Шрифт:
Интервал:
Закладка:
Сюжеты «Пряди об Эймунде» в общих чертах напоминают междукняжеские конфликты первой четверти XI в., известные по ПВЛ: борьбу между князьями Новгорода и Киева в 1015–1018 гг. и между князьями Киева и Чернигова в 1024–1026 гг. В то же время целый ряд несообразностей затрудняет установление соответствия между событиями, изложенными в летописи и в «Пряди…». Положение осложняется тем, что в последние десятилетия саги воспринимаются как особый вид средневековых источников, в котором переплетаются реальность и вымысел. Все это создает сложности в интерпретации саги, обусловленные специфичностью этого вида историописания.
Проблемы возникают, как только мы пытаемся идентифицировать действующих лиц «Пряди об Эймунде» с князьями, известными по ПВЛ, поскольку «большинство трудностей с идентификацией этих князей связаны с искажениями в начальной части их имен»[423]. Несмотря на это, можно уверенно утверждать, что в качестве «конунга Ярицлейва» в саге фигурирует Ярослав Мудрый, известный под этим именем и в других скандинавских сагах. Меньше уверенности возникает при идентификации «конунга Вартилава», которого обычно отождествляют с племянником Ярослава Брячиславом Полоцким. Впрочем, некоторые историки склонны видеть в нем Мстислава[424] и даже Судислава Владимировичей[425], хотя последнее предположение является маловероятным.
Попытка отождествить с кем-то из сыновей Вальдимара-Владимира «конунга Бурицлава» вызывает споры: в то время как одни исследователи на основании антропонимического сходства пытаются отождествить Бурицлава с князем Борисом Владимировичем, другие считают, что Бурицлав является собирательным образом Святополка и Болеслава Храброго.
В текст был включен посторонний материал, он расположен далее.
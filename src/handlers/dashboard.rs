use actix_web::{HttpResponse, web};
use sea_orm::DatabaseConnection;
use serde::{Deserialize, Serialize};

use crate::auth::authorization::require_role;
use crate::auth::middleware::AuthenticatedUser;
use crate::db::claims as claim_db;
use crate::db::portfolio as portfolio_db;
use crate::db::projects as project_db;
use crate::db::ratings as rating_db;
use crate::error::ApiError;
use crate::gate::{GateView, runner};
use crate::guard::{OperationGuard, keys};
use crate::models::ratings::RatingSummary;
use crate::models::roles::Role;
use crate::models::{claims, portfolio, projects};

#[derive(Debug, Deserialize)]
pub struct SelectDashboard {
    pub role: Role,
}

/// Data behind each of the two dashboards.
#[derive(Debug, Serialize)]
#[serde(tag = "role", rename_all = "lowercase")]
pub enum DashboardData {
    Client {
        projects: Vec<projects::Model>,
        claims_received: Vec<claims::Model>,
    },
    Creator {
        portfolio: Option<portfolio::Model>,
        claims: Vec<claims::Model>,
        ratings: RatingSummary,
    },
}

/// GET /api/dashboard — resolve which screen to show: role setup, the
/// selection dialog, or (never here) an active dashboard.
pub async fn get_gate(
    user: AuthenticatedUser,
    db: web::Data<DatabaseConnection>,
) -> Result<HttpResponse, ApiError> {
    let state = runner::load(db.get_ref(), user.id()).await?;
    Ok(HttpResponse::Ok().json(GateView::from(state)))
}

/// POST /api/dashboard/select — pick or switch dashboards, creating the
/// role on the fly when the caller does not hold it yet.
pub async fn select(
    user: AuthenticatedUser,
    db: web::Data<DatabaseConnection>,
    guard: web::Data<OperationGuard>,
    body: web::Json<SelectDashboard>,
) -> Result<HttpResponse, ApiError> {
    let user_id = user.id();
    let role = body.role;

    let state = guard
        .run(keys::role(user_id, role), runner::choose(db.get_ref(), user_id, role))
        .await??;

    Ok(HttpResponse::Ok().json(GateView::from(state)))
}

/// GET /api/dashboard/{role} — contents of a dashboard the caller holds.
pub async fn get_dashboard(
    user: AuthenticatedUser,
    db: web::Data<DatabaseConnection>,
    path: web::Path<Role>,
) -> Result<HttpResponse, ApiError> {
    let role = path.into_inner();
    let user_id = user.id();
    require_role(db.get_ref(), user_id, role, "open this dashboard").await?;

    let data = match role {
        Role::Client => {
            let projects = project_db::get_projects_by_owner(db.get_ref(), user_id).await?;
            let ids = projects.iter().map(|p| p.id).collect();
            let claims_received = claim_db::get_claims_for_projects(db.get_ref(), ids).await?;
            DashboardData::Client {
                projects,
                claims_received,
            }
        }
        Role::Creator => {
            let portfolio = portfolio_db::get_portfolio_by_user(db.get_ref(), user_id).await?;
            let claims = claim_db::get_claims_by_creator(db.get_ref(), user_id).await?;
            let ratings = rating_db::get_ratings_for_creator(db.get_ref(), user_id).await?;
            DashboardData::Creator {
                portfolio,
                claims,
                ratings: RatingSummary::from_ratings(&ratings),
            }
        }
    };

    Ok(HttpResponse::Ok().json(data))
}
use sea_orm::*;
use uuid::Uuid;

use crate::models::portfolio::{self, PortfolioDraft};
use crate::models::{Page, PaginationQuery};

/// Create the user's portfolio (once, at setup).
pub async fn insert_portfolio(
    db: &DatabaseConnection,
    user_id: Uuid,
    input: PortfolioDraft,
) -> Result<portfolio::Model, DbErr> {
    let new_portfolio = portfolio::ActiveModel {
        id: Set(Uuid::new_v4()),
        user_id: Set(user_id),
        title: Set(input.title),
        bio: Set(input.bio),
        skills: Set(input.skills.into()),
        categories: Set(input.categories.into()),
        hourly_rate: Set(input.hourly_rate),
        experience_years: Set(input.experience_years),
        location: Set(input.location),
        is_published: Set(input.is_published),
        file_urls: Set(input.file_urls.into()),
        created_at: Set(chrono::Utc::now()),
        updated_at: Set(None),
    };

    new_portfolio.insert(db).await
}

/// Browse published portfolios, newest first.
pub async fn list_published(
    db: &DatabaseConnection,
    query: &PaginationQuery,
) -> Result<Page<portfolio::Model>, DbErr> {
    let paginator = portfolio::Entity::find()
        .filter(portfolio::Column::IsPublished.eq(true))
        .order_by_desc(portfolio::Column::CreatedAt)
        .paginate(db, query.limit());

    let total = paginator.num_items().await?;
    let items = paginator.fetch_page(query.page() - 1).await?;

    Ok(Page {
        items,
        page: query.page(),
        total,
    })
}

/// Fetch a single portfolio by ID.
pub async fn get_portfolio_by_id(
    db: &DatabaseConnection,
    id: Uuid,
) -> Result<Option<portfolio::Model>, DbErr> {
    portfolio::Entity::find_by_id(id).one(db).await
}

/// Fetch the portfolio owned by a creator, if they have set one up.
pub async fn get_portfolio_by_user(
    db: &DatabaseConnection,
    user_id: Uuid,
) -> Result<Option<portfolio::Model>, DbErr> {
    portfolio::Entity::find()
        .filter(portfolio::Column::UserId.eq(user_id))
        .one(db)
        .await
}

/// Replace the editable fields of a user's portfolio.
pub async fn update_portfolio(
    db: &DatabaseConnection,
    user_id: Uuid,
    input: PortfolioDraft,
) -> Result<portfolio::Model, DbErr> {
    let item = get_portfolio_by_user(db, user_id)
        .await?
        .ok_or(DbErr::RecordNotFound("Portfolio not found".to_string()))?;

    let mut active: portfolio::ActiveModel = item.into();
    active.title = Set(input.title);
    active.bio = Set(input.bio);
    active.skills = Set(input.skills.into());
    active.categories = Set(input.categories.into());
    active.hourly_rate = Set(input.hourly_rate);
    active.experience_years = Set(input.experience_years);
    active.location = Set(input.location);
    active.is_published = Set(input.is_published);
    active.file_urls = Set(input.file_urls.into());
    active.updated_at = Set(Some(chrono::Utc::now()));

    active.update(db).await
}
Попытки решения этой проблемы породили большое количество версий и гипотез – некоторые мы изложим ниже.
«Прядь об Эймунде», или Эймундова сага, известна в отечественной историографии с начала XIX в. На сходство ее сюжета с летописным рассказом о войне между сыновьями Владимира Святославича обратил внимание еще Н. М. Карамзин[426]. Первые переводы саги на русский язык появились в 1834 г. Сразу же она стала объектом полемики, в которой приняли участие О. И. Сенковский – один из первых переводчиков и комментаторов памятника, возводивший его к устным преданиям XI в. и отдававший ему приоритет перед ПВЛ; один из представителей «Скептической школы» C. М. Строев, отрицавший достоверность Эймундовой саги как таковой, и М. П. Погодин, занявший в этом вопросе умеренно-скептическую позицию, но оспоривший достоверность данных саг по сравнению с данными летописи[427]. Не миновал этого сюжета и С. М. Соловьёв, писавший, что жертвой Эймунда пал Святополк[428]. Однако вскоре дискуссия замерла, а упоминание Эймундовой саги в трудах историков стало эпизодическим (С. А. Гедеонов, М. С. Грушевский, В. Г. Ляскоронский и др.).
Лишь в 1926 г. А. И. Лященко предпринял сравнительный анализ Эймундовой саги с другими скандинавскими источниками, хроникой Титмара Мерзебургского и ПВЛ, попытавшись выстроить хронологию событий. Так, переговоры о заключении брака Ярослава с Ингигерд он предложил датировать 1015–1016 гг., а войну Ярослава с Бурислейфом-Святополком, которая, по его мнению, разгорелась не столько из-за требования территориальных уступок, сколько из-за дани, которую новгородский князь был должен выплатить киевскому, отнес к 1016–1019 гг. По поводу описания убийства Бурислейфа (которого исследователь счел собирательным образом Болеслава Храброго и Святополка), говорилось, что «оно полно многими чертами баснословия», но «если отнестись к свидетельству саги о смерти Бурислейфа без предвзятого недоверия, то оно подкупает своим правдоподобием», в то время как «летопись рисует образ Святополка, не находящего себе места после окончательного поражения в 1019 г. и страдающего манией преследования»[429].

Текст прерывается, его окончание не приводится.